### What to produce
Return the count of lines in the following records that include "NormInf", and nothing more.
-- -- --
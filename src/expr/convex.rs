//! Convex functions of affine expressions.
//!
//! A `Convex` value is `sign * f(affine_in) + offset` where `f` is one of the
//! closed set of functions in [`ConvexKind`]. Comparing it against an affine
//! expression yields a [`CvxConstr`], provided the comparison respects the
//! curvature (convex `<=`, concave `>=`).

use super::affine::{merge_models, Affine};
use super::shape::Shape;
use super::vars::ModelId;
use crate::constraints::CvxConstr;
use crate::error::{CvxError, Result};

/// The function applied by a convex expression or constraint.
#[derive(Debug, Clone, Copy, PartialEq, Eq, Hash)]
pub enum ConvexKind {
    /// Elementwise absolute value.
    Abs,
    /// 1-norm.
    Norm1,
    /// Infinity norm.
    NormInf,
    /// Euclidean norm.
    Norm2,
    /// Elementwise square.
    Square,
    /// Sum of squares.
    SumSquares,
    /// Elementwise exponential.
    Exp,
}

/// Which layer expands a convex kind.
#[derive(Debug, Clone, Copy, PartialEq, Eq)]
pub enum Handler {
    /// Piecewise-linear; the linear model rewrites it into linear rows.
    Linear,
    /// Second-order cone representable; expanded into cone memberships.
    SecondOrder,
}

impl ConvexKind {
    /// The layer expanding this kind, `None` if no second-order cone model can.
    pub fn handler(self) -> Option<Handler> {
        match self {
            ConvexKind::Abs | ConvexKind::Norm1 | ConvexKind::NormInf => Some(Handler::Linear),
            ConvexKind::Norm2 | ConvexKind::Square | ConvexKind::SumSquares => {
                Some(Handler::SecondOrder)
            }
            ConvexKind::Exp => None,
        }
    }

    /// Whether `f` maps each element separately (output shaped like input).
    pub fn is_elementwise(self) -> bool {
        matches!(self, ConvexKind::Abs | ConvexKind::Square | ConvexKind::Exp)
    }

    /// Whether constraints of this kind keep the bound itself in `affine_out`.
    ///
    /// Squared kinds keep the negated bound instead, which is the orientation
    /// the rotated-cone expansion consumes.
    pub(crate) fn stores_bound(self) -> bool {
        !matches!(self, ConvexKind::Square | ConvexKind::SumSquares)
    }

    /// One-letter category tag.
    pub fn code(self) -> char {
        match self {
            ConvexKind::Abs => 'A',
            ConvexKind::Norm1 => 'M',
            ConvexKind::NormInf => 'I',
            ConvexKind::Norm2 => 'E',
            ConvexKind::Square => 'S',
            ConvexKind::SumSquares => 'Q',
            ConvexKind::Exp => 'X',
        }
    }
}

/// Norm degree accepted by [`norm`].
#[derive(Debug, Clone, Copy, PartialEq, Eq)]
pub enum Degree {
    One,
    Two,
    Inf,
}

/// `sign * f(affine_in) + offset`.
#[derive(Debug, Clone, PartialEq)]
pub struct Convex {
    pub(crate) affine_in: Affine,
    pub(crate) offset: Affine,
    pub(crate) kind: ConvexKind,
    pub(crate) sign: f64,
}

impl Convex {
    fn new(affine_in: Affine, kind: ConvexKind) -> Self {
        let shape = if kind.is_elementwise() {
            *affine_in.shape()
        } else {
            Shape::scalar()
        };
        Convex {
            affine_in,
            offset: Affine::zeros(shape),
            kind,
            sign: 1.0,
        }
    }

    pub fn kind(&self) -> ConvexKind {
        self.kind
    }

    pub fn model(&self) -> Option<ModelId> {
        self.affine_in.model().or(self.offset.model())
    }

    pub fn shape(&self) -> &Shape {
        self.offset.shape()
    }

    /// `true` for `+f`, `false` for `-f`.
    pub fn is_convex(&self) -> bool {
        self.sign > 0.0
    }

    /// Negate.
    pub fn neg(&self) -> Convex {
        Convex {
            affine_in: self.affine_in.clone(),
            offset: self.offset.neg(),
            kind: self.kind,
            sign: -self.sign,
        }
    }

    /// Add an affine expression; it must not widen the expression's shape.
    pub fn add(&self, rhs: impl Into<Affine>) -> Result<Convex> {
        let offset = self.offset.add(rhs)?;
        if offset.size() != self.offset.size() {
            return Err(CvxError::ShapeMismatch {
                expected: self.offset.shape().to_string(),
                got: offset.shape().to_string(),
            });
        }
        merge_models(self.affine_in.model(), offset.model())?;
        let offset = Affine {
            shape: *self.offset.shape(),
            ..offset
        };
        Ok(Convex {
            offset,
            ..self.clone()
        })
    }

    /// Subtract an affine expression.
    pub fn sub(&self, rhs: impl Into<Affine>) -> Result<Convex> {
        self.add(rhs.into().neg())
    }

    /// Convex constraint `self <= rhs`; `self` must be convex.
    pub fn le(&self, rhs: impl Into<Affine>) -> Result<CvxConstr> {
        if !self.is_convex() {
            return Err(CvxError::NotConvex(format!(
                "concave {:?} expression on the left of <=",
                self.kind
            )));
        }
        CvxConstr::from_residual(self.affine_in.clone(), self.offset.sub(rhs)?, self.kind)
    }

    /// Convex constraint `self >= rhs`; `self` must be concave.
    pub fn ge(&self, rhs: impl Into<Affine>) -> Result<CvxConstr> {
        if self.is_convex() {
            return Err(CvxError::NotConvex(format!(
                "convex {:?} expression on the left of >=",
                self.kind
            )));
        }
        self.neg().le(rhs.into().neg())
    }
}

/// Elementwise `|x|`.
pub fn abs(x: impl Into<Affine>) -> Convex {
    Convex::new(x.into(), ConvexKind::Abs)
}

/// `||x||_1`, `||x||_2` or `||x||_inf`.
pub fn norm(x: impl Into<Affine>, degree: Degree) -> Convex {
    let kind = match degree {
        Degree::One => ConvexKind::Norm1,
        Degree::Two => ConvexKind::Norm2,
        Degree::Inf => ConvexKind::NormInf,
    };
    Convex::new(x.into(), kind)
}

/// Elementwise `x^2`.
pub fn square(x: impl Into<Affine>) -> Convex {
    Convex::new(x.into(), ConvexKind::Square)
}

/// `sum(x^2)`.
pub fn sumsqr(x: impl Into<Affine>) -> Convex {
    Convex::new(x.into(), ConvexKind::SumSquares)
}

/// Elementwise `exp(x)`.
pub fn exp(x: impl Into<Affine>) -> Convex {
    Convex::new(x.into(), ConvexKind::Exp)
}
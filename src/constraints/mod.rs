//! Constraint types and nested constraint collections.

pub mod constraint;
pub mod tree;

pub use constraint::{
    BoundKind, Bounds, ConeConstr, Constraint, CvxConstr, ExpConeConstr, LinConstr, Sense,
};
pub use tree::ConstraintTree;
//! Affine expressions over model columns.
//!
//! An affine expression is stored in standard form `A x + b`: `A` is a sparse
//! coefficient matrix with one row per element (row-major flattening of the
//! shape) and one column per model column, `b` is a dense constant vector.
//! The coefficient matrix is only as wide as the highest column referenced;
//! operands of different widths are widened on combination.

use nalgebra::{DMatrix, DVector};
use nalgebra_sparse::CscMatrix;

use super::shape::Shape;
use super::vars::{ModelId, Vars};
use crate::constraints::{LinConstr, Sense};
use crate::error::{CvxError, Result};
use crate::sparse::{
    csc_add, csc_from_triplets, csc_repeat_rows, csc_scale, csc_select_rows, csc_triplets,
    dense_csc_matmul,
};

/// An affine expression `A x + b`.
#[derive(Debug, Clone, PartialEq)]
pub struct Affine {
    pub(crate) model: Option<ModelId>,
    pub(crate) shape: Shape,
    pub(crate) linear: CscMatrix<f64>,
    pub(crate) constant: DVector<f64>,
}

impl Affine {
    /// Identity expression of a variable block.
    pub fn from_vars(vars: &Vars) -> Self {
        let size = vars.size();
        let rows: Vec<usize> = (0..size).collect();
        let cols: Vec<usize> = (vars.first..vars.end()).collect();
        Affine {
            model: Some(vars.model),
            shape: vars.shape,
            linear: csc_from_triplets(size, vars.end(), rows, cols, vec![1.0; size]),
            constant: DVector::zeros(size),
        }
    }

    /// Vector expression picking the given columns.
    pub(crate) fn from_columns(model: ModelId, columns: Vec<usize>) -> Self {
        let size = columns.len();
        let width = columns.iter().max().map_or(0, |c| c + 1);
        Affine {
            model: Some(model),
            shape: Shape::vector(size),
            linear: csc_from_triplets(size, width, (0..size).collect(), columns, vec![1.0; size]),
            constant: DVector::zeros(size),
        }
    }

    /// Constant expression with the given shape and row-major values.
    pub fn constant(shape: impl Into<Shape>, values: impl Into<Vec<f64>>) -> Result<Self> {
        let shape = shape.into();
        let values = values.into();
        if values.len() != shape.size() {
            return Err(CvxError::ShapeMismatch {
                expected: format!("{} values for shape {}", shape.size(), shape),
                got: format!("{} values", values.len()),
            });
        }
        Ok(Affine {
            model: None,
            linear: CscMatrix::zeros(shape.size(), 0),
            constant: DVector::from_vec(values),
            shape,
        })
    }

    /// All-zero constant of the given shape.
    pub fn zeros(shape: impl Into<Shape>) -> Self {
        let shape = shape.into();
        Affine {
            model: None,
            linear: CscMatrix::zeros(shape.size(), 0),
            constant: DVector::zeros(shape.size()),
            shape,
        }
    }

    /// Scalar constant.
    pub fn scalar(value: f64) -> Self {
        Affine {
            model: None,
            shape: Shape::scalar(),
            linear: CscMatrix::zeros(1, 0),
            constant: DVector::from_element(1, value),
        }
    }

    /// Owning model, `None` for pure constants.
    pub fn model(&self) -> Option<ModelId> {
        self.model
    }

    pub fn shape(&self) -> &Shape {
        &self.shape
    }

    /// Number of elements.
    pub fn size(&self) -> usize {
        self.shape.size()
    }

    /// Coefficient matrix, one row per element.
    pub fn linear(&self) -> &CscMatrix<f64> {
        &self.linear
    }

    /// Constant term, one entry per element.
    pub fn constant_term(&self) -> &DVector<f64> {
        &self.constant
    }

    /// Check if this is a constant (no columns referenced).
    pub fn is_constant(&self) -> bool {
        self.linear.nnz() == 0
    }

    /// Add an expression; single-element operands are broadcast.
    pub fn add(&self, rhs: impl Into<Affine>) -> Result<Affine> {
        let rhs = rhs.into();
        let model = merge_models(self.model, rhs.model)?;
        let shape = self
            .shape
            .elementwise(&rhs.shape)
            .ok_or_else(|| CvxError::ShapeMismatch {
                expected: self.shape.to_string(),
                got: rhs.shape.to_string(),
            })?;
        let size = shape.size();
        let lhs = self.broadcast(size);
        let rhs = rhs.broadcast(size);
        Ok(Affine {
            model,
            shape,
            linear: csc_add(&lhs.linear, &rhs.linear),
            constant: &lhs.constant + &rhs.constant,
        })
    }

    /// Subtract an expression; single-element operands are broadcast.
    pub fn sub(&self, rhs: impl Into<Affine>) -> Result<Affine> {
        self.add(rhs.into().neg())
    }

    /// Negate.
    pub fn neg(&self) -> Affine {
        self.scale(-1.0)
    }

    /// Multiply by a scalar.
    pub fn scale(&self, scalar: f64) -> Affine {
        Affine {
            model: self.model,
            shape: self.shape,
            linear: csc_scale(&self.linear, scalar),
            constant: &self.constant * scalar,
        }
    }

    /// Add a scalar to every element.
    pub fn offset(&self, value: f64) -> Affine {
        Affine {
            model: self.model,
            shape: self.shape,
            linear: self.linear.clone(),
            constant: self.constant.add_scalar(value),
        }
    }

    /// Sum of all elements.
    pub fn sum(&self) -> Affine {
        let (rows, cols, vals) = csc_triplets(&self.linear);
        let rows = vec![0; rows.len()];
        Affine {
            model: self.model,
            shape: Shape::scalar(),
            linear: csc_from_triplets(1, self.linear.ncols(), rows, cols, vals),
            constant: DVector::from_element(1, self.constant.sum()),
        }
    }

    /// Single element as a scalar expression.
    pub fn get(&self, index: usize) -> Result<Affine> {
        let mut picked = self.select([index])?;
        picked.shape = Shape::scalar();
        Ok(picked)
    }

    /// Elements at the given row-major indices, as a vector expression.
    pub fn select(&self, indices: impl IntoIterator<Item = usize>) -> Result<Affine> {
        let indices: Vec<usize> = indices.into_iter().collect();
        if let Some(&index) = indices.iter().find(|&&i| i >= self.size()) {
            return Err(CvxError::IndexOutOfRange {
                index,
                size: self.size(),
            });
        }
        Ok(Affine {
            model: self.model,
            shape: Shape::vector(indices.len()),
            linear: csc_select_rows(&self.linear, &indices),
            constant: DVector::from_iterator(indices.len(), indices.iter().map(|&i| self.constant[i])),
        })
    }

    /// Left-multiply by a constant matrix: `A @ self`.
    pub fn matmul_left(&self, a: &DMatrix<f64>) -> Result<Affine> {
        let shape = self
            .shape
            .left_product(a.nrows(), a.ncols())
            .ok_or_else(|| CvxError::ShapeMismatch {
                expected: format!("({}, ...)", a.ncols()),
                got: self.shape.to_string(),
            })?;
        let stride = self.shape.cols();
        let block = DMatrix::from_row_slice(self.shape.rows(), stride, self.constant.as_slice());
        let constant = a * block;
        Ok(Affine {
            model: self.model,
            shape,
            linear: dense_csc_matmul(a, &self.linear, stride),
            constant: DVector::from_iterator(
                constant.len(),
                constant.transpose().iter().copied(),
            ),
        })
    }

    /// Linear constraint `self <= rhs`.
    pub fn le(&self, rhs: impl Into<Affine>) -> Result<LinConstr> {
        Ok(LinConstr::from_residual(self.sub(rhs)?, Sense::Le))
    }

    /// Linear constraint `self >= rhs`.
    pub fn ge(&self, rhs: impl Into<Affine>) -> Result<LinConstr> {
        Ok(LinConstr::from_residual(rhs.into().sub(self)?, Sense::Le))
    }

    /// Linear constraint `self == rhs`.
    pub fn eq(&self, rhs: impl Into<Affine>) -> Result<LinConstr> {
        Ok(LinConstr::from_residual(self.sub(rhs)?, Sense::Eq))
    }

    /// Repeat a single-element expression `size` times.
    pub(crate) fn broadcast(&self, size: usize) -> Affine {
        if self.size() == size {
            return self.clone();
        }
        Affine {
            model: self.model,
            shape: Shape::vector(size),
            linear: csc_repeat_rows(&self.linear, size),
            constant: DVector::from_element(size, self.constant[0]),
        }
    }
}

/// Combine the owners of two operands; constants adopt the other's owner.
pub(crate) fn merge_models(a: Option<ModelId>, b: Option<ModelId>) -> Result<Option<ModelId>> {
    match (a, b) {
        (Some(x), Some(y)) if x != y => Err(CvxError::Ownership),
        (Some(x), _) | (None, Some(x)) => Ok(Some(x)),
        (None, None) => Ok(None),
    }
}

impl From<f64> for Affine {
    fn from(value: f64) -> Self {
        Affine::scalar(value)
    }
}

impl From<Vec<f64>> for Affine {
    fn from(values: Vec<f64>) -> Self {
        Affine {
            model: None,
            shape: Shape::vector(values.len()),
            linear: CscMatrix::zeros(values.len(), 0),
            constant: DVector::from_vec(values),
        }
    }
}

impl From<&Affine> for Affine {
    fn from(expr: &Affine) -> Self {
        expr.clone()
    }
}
-- -- --
### Output of the exercise
4